Source / Discoveries

Schjørring does not report on the relevant financial statements. Please see the study for all relevant financial disclosures by all other authors.

We were unable to process your request. Please try again later. If you still have this problem, contact [email protected]

According to the results of the HOT-ICU study, for 90 days, patients with acute hypoxemic respiratory failure on ICU who received oxygen therapy with a lower oxygen target did not have a lower mortality than the higher target.

“Our findings suggest the usefulness of conservative oxygen therapy in patients with acute hypoxemic respiratory failure, compared to LOCO results.2 trial, ” Olav L. SchjørringDr. Med., from Department of Anesthesia and Intensive Care at Aalborg University Hospital at Aalborg University in Denmark, and colleagues wrote in The New England Journal of Medicine. “At the same time, the results of our study do not rule out the possibility of clinically significant harm or benefit from a lower oxygenation strategy in this population or in other types of critically ill patients.”

Source: Adobe Stock.

The HOT-ICU study included 2,928 adults (mean age 70 years; 63.2% of men) who were admitted to the ICU 12 hours or less prior to enrollment and received at least 10 L of oxygen per minute in the open system or had an inspiration oxygen fraction of 0.5 L or more in a closed system. Participants were randomly assigned to oxygen therapy with a target oxygen partial pressure of 60 mm Hg (n = 1,441) or 90 mm Hg (n = 1,447) for 90 days.

The primary outcome was 90-day mortality.
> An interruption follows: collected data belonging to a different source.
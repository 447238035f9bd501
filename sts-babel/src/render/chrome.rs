//! Table rendering through headless Chrome.
//!
//! The flattened table fragment is wrapped in a minimal HTML page and
//! captured with Chrome's `--screenshot` mode.

use super::ImageRenderer;
use crate::error::{ConvertError, Result};
use std::env;
use std::fs;
use std::path::{Path, PathBuf};
use std::process::Command;
use tempfile::tempdir;
use url::Url;
use which::which;

const TABLE_CSS: &str = concat!(
    "body { margin: 8px; background: white; font-family: 'Helvetica Neue', Arial, sans-serif; font-size: 13px; }\n",
    "table { border-collapse: collapse; }\n",
    "th, td { border: 1px solid #444; padding: 3px 6px; vertical-align: top; }\n",
    ".formula { font-style: italic; }\n",
    ".private-use { font-family: monospace; color: #a00; }\n"
);

#[derive(Debug, Clone)]
pub struct ChromeImageRenderer {
    chrome: Option<PathBuf>,
    output_dir: PathBuf,
    viewport: (u32, u32),
}

impl ChromeImageRenderer {
    pub fn new(output_dir: impl Into<PathBuf>) -> Self {
        ChromeImageRenderer {
            chrome: None,
            output_dir: output_dir.into(),
            viewport: (1280, 960),
        }
    }

    /// Use an explicit Chrome binary instead of discovering one.
    pub fn with_binary(mut self, chrome: impl Into<PathBuf>) -> Self {
        self.chrome = Some(chrome.into());
        self
    }

    pub fn with_viewport(mut self, width: u32, height: u32) -> Self {
        self.viewport = (width, height);
        self
    }

    pub fn output_dir(&self) -> &Path {
        &self.output_dir
    }
}

impl ImageRenderer for ChromeImageRenderer {
    fn render(&self, html: &str, target_filename: &str) -> Result<PathBuf> {
        let chrome = match &self.chrome {
            Some(chrome) => chrome.clone(),
            None => resolve_chrome_binary()?,
        };
        fs::create_dir_all(&self.output_dir)?;

        let temp_dir = tempdir()?;
        let html_path = temp_dir.path().join("table.html");
        fs::write(&html_path, table_page(html))?;
        let file_url = Url::from_file_path(&html_path).map_err(|_| {
            ConvertError::Render("failed to construct file:// URL for table page".to_string())
        })?;

        let png_path = self.output_dir.join(target_filename);
        let (width, height) = self.viewport;
        let status = Command::new(&chrome)
            .arg("--headless")
            .arg("--disable-gpu")
            .arg("--no-sandbox")
            .arg("--disable-dev-shm-usage")
            .arg("--hide-scrollbars")
            .arg(format!("--screenshot={}", png_path.display()))
            .arg(format!("--window-size={width},{height}"))
            .arg(file_url.as_str())
            .status()
            .map_err(|e| {
                ConvertError::Render(format!(
                    "failed to launch Chrome ({}): {e}",
                    chrome.display()
                ))
            })?;

        if !status.success() {
            return Err(ConvertError::Render(format!(
                "Chrome exited with status {status} while rendering {target_filename}"
            )));
        }
        tracing::debug!(file = %png_path.display(), "table rendered");
        Ok(png_path)
    }
}

/// Wrap a table fragment in a standalone page.
pub fn table_page(fragment: &str) -> String {
    format!(
        "<!DOCTYPE html>\n<html><head><meta charset=\"utf-8\"><style>\n{TABLE_CSS}</style></head>\n<body>{fragment}</body></html>\n"
    )
}

fn resolve_chrome_binary() -> Result<PathBuf> {
    for var in ["STS_CHROME_BIN", "GOOGLE_CHROME_BIN", "CHROME_BIN"] {
        if let Some(path) = env::var_os(var) {
            if !path.is_empty() {
                return Ok(PathBuf::from(path));
            }
        }
    }

    for candidate in [
        "google-chrome",
        "google-chrome-stable",
        "chromium",
        "chromium-browser",
        "chrome",
        "msedge",
    ] {
        if let Ok(path) = which(candidate) {
            return Ok(path);
        }
    }

    Err(ConvertError::Render(
        "unable to locate Chrome/Chromium; set STS_CHROME_BIN or render.chrome_binary".to_string(),
    ))
}
mod determinism;
mod partitions;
During follow – up, 42.9% of patients in the lower oxygenation group died compared to 42.4% of patients in the higher oxygenation group (adjusted RR = 1.02; 95% CI, 0.94-1.11; Str = .64), according to the results.
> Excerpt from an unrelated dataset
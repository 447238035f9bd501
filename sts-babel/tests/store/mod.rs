mod concurrent;
mod rebuild;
“It is noticeable that we observed a 90-day mortality rate that was twice as high as assumed based on data previously obtained in five Danish ICUs,” the researchers wrote. “The greater 90-day death in our study could have been due in part to differences in types of admissions.”
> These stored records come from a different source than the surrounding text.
//! Formula conversion.
//!
//! [`MathTextConverter`] linearises presentation MathML into a compact text
//! form (`a^2`, `(x+1)/(y)`, `√(z)`). [`CommandFormulaConverter`] pipes the
//! fragment through an external program instead.

use super::FormulaConverter;
use crate::error::FormulaError;
use crate::tree::Node;
use quick_xml::events::{BytesEnd, BytesStart, BytesText, Event};
use quick_xml::Writer;

const MATHML_NS: &str = "http://www.w3.org/1998/Math/MathML";

/// Serialise a math subtree as a standalone MathML document: prefixes are
/// dropped, namespace declarations replaced by the default MathML namespace.
pub fn math_fragment(node: &Node) -> Result<String, FormulaError> {
    let mut writer = Writer::new(Vec::new());
    write_math(node, &mut writer, true)
        .map_err(|err| FormulaError::Serialize(err.to_string()))?;
    String::from_utf8(writer.into_inner()).map_err(|err| FormulaError::Serialize(err.to_string()))
}

fn write_math(node: &Node, writer: &mut Writer<Vec<u8>>, root: bool) -> std::io::Result<()> {
    if node.is_text() {
        return writer.write_event(Event::Text(BytesText::new(&node.text)));
    }
    let name = node.tag.as_str();
    let local = name.rsplit(':').next().unwrap_or(name);
    let mut start = BytesStart::new(local);
    if root {
        start.push_attribute(("xmlns", MATHML_NS));
    }
    for (key, value) in &node.attributes {
        if key == "xmlns" || key.contains(':') {
            continue;
        }
        start.push_attribute((key.as_str(), value.as_str()));
    }
    writer.write_event(Event::Start(start))?;
    for child in &node.children {
        write_math(child, writer, false)?;
    }
    writer.write_event(Event::End(BytesEnd::new(local)))
}

#[derive(Debug, Default, Clone, Copy)]
pub struct MathTextConverter;

impl FormulaConverter for MathTextConverter {
    fn convert(&self, mathml: &str) -> Result<String, FormulaError> {
        let doc = roxmltree::Document::parse(mathml)
            .map_err(|err| FormulaError::Parse(err.to_string()))?;
        Ok(linearize(doc.root_element()).trim().to_string())
    }
}

fn linearize(node: roxmltree::Node) -> String {
    if node.is_text() {
        return node.text().unwrap_or_default().trim().to_string();
    }
    let elements: Vec<_> = node.children().filter(|c| c.is_element()).collect();
    let arg = |i: usize| elements.get(i).map(|n| group(*n)).unwrap_or_default();

    match node.tag_name().name() {
        "mi" | "mn" | "mtext" | "ms" => node.text().unwrap_or_default().trim().to_string(),
        "mo" => {
            let op = node.text().unwrap_or_default().trim();
            match op {
                "=" | "+" | "−" | "-" | "×" | "±" | "<" | ">" | "≤" | "≥" | "≠" => format!(" {op} "),
                _ => op.to_string(),
            }
        }
        "mspace" => " ".to_string(),
        "msup" => format!("{}^{}", arg(0), arg(1)),
        "msub" => format!("{}_{}", arg(0), arg(1)),
        "msubsup" => format!("{}_{}^{}", arg(0), arg(1), arg(2)),
        "mfrac" => format!("({})/({})", plain(&elements, 0), plain(&elements, 1)),
        "msqrt" => format!("√({})", concat(&elements)),
        "mroot" => format!("{}√({})", arg(1), plain(&elements, 0)),
        "mover" | "munder" => format!("{}{}", arg(0), plain(&elements, 1)),
        "munderover" => format!("{}_{}^{}", arg(0), arg(1), arg(2)),
        "mfenced" => {
            let open = node.attribute("open").unwrap_or("(");
            let close = node.attribute("close").unwrap_or(")");
            let separator = node.attribute("separators").unwrap_or(",");
            let inner: Vec<_> = elements.iter().map(|n| linearize(*n)).collect();
            format!("{open}{}{close}", inner.join(separator))
        }
        "mtable" => elements
            .iter()
            .map(|row| linearize(*row))
            .collect::<Vec<_>>()
            .join("; "),
        "mtr" | "mlabeledtr" => elements
            .iter()
            .map(|cell| linearize(*cell))
            .collect::<Vec<_>>()
            .join(", "),
        "semantics" => elements.first().map(|n| linearize(*n)).unwrap_or_default(),
        "annotation" | "annotation-xml" => String::new(),
        _ => concat(&elements),
    }
}

fn concat(elements: &[roxmltree::Node]) -> String {
    elements.iter().map(|n| linearize(*n)).collect()
}

fn plain(elements: &[roxmltree::Node], index: usize) -> String {
    elements
        .get(index)
        .map(|n| linearize(*n).trim().to_string())
        .unwrap_or_default()
}

/// Linearised operand, parenthesised when it is more than one token.
fn group(node: roxmltree::Node) -> String {
    let text = linearize(node).trim().to_string();
    if text.chars().count() > 1 && !matches!(node.tag_name().name(), "mi" | "mn" | "mtext") {
        format!("({text})")
    } else {
        text
    }
}

#[cfg(feature = "native-export")]
pub use command::CommandFormulaConverter;

#[cfg(feature = "native-export")]
mod command {
    use super::FormulaConverter;
    use crate::error::FormulaError;
    use std::io::Write;
    use std::path::PathBuf;
    use std::process::{Command, Stdio};
    use which::which;

    /// Runs an external converter: MathML on stdin, markup on stdout.
    #[derive(Debug, Clone)]
    pub struct CommandFormulaConverter {
        program: PathBuf,
        args: Vec<String>,
    }

    impl CommandFormulaConverter {
        /// Build from a command line such as `mml2text --inline`. The program
        /// is looked up on `PATH` unless it is a path.
        pub fn from_command_line(command: &str) -> Result<Self, FormulaError> {
            let mut parts = command.split_whitespace();
            let program = parts
                .next()
                .ok_or_else(|| FormulaError::Command("empty formula command".to_string()))?;
            let program = if program.contains(std::path::MAIN_SEPARATOR) {
                PathBuf::from(program)
            } else {
                which(program).map_err(|err| FormulaError::Command(format!("{program}: {err}")))?
            };
            Ok(CommandFormulaConverter {
                program,
                args: parts.map(str::to_string).collect(),
            })
        }
    }

    impl FormulaConverter for CommandFormulaConverter {
        fn convert(&self, mathml: &str) -> Result<String, FormulaError> {
            let command_error = |err: std::io::Error| {
                FormulaError::Command(format!("{}: {err}", self.program.display()))
            };
            let mut child = Command::new(&self.program)
                .args(&self.args)
                .stdin(Stdio::piped())
                .stdout(Stdio::piped())
                .stderr(Stdio::piped())
                .spawn()
                .map_err(command_error)?;
            if let Some(mut stdin) = child.stdin.take() {
                stdin.write_all(mathml.as_bytes()).map_err(command_error)?;
            }
            let output = child.wait_with_output().map_err(command_error)?;
            if !output.status.success() {
                return Err(FormulaError::Command(format!(
                    "{} exited with {}: {}",
                    self.program.display(),
                    output.status,
                    String::from_utf8_lossy(&output.stderr).trim()
                )));
            }
            Ok(String::from_utf8_lossy(&output.stdout).trim().to_string())
        }
    }

}

#[cfg(test)]
mod tests {
    use super::*;
    use crate::tree::Tag;

    fn convert(xml: &str) -> String {
        MathTextConverter.convert(xml).unwrap()
    }

    #[test]
    fn linearizes_scripts_and_fractions() {
        let xml = format!(
            r#"<math xmlns="{MATHML_NS}"><mrow><msup><mi>x</mi><mn>2</mn></msup><mo>+</mo><mfrac><mi>a</mi><mrow><mi>b</mi><mo>+</mo><mn>1</mn></mrow></mfrac></mrow></math>"#
        );
        assert_eq!(convert(&xml), "x^2 + (a)/(b + 1)");
    }

    #[test]
    fn groups_compound_exponents() {
        let xml = r#"<math><msup><mi>e</mi><mrow><mo>-</mo><mi>t</mi></mrow></msup></math>"#;
        assert_eq!(convert(xml), "e^(- t)");
    }

    #[test]
    fn linearizes_roots() {
        assert_eq!(convert("<math><msqrt><mi>z</mi></msqrt></math>"), "√(z)");
    }

    #[test]
    fn rejects_broken_markup() {
        assert!(matches!(
            MathTextConverter.convert("<math><mi>x</math>"),
            Err(FormulaError::Parse(_))
        ));
    }

    #[test]
    fn fragment_strips_prefixes() {
        let node = Node::new(1, Tag::Math)
            .with_attribute("xmlns:mml", "http://www.w3.org/1998/Math/MathML")
            .with_attribute("display", "block")
            .with_child(
                Node::new(2, Tag::Other("mml:mi".into())).with_child(Node::text_fragment(3, "x")),
            );
        let xml = math_fragment(&node).unwrap();
        assert_eq!(
            xml,
            format!(r#"<math xmlns="{MATHML_NS}" display="block"><mi>x</mi></math>"#)
        );
        assert_eq!(convert(&xml), "x");
    }

    #[test]
    fn fragment_escapes_text_and_attributes() {
        let node = Node::new(1, Tag::Math)
            .with_attribute("alttext", "a \"b\"")
            .with_child(
                Node::new(2, Tag::Other("mi".into())).with_child(Node::text_fragment(3, "a<b&c")),
            );
        let xml = math_fragment(&node).unwrap();
        assert_eq!(
            xml,
            format!(r#"<math xmlns="{MATHML_NS}" alttext="a &quot;b&quot;"><mi>a&lt;b&amp;c</mi></math>"#)
        );
        assert_eq!(convert(&xml), "a<b&c");
    }
}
There was no significant difference in the percentage of days when patients were alive without life support (group with lower oxygenation, 87.8 compared to the group with higher oxygenation, 84.4) or in the percentage of days after discharge from hospital in 90 days (55 , 6 in 50, respectively), the researchers reported.

The most common serious adverse event experienced in both groups was shock, in 33.9% of patients in the low oxygenation group and 35.8% in the higher oxygenation group. Other serious adverse events such as myocardial ischemia (1% vs. 0.5%), ischemic stroke (1.3% vs. 1.6%), and intestinal ischemia (2.2% vs. 2%) did not differ significantly between lower and higher oxygenation of the group.